§ **Data**
========================================================================

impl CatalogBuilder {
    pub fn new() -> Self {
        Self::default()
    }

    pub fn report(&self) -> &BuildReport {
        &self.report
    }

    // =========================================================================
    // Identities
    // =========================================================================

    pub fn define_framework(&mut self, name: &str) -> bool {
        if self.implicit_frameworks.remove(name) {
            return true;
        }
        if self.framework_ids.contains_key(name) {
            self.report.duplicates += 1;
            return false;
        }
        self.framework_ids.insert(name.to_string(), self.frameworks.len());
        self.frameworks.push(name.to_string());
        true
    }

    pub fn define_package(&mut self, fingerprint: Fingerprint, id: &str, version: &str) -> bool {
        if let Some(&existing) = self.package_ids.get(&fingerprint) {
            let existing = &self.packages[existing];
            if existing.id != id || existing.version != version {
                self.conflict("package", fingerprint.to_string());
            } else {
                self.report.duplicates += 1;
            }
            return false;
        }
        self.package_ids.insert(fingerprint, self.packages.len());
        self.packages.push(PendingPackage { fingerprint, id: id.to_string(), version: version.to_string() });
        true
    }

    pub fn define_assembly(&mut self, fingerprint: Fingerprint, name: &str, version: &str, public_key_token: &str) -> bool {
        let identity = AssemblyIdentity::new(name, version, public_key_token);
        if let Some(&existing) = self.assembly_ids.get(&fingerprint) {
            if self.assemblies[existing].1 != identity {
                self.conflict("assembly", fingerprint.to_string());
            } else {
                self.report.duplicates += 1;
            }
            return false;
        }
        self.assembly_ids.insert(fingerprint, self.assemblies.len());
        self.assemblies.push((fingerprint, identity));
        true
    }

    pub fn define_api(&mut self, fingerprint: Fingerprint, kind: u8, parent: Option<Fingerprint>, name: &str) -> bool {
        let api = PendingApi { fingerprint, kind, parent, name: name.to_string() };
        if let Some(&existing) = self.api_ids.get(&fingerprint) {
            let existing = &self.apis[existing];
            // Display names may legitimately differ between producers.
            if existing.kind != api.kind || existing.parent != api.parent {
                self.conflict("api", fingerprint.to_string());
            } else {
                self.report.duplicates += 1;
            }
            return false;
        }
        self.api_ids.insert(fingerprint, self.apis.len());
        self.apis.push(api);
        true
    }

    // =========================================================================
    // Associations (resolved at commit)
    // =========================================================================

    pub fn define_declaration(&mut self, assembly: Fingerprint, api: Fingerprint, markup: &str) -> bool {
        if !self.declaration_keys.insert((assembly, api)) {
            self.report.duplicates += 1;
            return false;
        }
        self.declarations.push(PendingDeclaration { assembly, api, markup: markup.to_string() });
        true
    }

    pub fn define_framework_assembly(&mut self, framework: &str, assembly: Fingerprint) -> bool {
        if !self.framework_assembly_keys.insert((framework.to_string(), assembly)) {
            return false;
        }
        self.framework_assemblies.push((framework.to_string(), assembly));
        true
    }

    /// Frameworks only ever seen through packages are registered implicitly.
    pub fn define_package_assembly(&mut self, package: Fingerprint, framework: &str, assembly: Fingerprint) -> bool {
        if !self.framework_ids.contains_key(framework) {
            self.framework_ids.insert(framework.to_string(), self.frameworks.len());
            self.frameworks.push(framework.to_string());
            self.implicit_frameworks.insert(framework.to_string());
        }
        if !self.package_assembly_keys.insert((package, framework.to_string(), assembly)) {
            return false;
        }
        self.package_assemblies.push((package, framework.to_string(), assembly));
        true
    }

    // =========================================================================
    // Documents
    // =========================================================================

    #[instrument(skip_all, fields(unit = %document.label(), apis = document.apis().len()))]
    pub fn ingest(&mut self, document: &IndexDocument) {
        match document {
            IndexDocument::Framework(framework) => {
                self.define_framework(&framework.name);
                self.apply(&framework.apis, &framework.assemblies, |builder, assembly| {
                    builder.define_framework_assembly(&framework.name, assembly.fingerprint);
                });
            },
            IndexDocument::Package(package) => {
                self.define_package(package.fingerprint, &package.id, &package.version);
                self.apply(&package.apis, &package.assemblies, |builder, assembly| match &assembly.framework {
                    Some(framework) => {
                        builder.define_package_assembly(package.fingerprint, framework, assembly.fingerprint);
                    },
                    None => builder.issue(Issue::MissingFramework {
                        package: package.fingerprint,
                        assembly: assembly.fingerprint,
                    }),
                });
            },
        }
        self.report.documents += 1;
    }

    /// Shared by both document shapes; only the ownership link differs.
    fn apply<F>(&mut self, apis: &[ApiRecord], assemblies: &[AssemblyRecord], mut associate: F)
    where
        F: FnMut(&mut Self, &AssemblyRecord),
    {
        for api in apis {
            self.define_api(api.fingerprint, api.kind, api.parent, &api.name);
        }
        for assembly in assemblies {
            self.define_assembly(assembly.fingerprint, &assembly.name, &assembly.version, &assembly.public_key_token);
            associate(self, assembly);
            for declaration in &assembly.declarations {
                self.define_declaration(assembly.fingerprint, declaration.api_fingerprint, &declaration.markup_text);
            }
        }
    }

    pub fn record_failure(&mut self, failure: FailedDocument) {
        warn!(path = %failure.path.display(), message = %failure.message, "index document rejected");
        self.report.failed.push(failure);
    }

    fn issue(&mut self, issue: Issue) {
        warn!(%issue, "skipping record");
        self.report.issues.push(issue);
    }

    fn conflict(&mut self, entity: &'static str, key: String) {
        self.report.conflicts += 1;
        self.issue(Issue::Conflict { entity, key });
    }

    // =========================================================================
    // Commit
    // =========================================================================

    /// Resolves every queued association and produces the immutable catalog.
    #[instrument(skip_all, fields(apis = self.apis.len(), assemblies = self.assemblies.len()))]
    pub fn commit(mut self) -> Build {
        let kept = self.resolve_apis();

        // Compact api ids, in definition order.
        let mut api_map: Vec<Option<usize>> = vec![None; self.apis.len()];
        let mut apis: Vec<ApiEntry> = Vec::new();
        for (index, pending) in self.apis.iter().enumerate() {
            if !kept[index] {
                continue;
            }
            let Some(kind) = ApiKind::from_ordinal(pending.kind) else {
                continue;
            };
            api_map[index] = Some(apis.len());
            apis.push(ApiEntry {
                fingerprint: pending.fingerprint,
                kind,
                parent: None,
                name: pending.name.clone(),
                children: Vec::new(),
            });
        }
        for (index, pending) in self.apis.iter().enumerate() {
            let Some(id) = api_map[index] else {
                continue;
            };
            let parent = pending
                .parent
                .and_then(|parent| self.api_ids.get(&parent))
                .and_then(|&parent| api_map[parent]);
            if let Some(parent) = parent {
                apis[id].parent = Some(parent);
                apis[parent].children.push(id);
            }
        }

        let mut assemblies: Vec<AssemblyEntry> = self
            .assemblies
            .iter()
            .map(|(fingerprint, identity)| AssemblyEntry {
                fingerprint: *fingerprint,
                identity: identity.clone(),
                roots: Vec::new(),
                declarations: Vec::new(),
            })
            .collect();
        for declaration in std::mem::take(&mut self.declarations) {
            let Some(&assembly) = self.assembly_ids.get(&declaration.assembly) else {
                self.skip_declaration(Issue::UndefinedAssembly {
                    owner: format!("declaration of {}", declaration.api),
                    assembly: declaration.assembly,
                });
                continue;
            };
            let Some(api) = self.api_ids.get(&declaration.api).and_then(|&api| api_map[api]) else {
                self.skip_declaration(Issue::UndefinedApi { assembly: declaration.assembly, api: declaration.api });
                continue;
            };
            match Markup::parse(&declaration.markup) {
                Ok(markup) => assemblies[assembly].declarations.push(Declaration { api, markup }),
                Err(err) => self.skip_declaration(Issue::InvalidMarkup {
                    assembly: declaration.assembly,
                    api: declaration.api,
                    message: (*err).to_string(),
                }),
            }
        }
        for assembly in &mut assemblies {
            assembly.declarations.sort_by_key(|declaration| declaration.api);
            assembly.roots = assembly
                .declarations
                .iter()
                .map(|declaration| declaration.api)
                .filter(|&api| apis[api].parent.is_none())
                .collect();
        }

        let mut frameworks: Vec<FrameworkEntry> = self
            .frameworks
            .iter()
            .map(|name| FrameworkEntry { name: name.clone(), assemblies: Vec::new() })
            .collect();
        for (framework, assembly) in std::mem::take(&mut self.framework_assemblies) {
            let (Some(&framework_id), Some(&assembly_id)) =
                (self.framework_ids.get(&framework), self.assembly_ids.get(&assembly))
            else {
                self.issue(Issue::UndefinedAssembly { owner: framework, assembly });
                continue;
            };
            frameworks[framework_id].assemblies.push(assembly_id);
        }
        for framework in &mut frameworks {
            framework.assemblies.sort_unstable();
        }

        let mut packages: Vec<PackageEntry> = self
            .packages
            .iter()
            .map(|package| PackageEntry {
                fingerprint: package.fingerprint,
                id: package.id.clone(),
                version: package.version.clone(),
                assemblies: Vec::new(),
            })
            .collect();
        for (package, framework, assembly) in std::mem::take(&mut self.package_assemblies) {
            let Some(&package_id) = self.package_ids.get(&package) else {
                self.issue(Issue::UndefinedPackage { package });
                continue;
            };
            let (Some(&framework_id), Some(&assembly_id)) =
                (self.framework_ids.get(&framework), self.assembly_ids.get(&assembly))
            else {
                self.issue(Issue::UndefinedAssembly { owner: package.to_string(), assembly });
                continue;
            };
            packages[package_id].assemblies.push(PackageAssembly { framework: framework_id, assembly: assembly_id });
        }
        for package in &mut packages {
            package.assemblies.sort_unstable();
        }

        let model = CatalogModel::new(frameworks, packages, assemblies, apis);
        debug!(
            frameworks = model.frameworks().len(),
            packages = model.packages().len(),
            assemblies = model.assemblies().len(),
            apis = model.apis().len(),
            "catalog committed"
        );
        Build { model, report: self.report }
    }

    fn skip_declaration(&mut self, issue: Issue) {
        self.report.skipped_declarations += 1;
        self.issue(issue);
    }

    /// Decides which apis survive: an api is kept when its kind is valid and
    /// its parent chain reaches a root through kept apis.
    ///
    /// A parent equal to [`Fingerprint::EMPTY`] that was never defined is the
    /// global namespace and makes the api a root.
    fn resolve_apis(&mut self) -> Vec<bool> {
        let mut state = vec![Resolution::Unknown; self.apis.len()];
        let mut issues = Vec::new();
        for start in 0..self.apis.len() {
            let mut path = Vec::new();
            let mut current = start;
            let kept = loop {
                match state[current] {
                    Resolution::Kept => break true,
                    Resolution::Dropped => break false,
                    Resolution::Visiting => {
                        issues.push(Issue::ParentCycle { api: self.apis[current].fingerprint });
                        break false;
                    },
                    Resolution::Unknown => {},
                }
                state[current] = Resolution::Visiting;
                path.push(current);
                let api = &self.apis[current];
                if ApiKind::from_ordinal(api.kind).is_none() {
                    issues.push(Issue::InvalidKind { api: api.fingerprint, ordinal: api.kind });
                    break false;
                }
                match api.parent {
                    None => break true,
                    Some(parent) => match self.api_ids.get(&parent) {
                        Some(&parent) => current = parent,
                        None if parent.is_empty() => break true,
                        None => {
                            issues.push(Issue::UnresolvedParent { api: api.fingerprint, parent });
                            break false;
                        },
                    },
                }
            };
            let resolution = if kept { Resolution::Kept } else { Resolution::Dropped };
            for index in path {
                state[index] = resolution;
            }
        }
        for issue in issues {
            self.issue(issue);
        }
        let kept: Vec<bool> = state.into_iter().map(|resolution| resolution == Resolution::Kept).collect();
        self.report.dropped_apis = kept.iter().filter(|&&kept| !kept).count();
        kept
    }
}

========================================================================

§ **What the exercise asks**
Each line in the entries above that includes the string "identity" adds to the count; state that count only.

§ **Your response**
5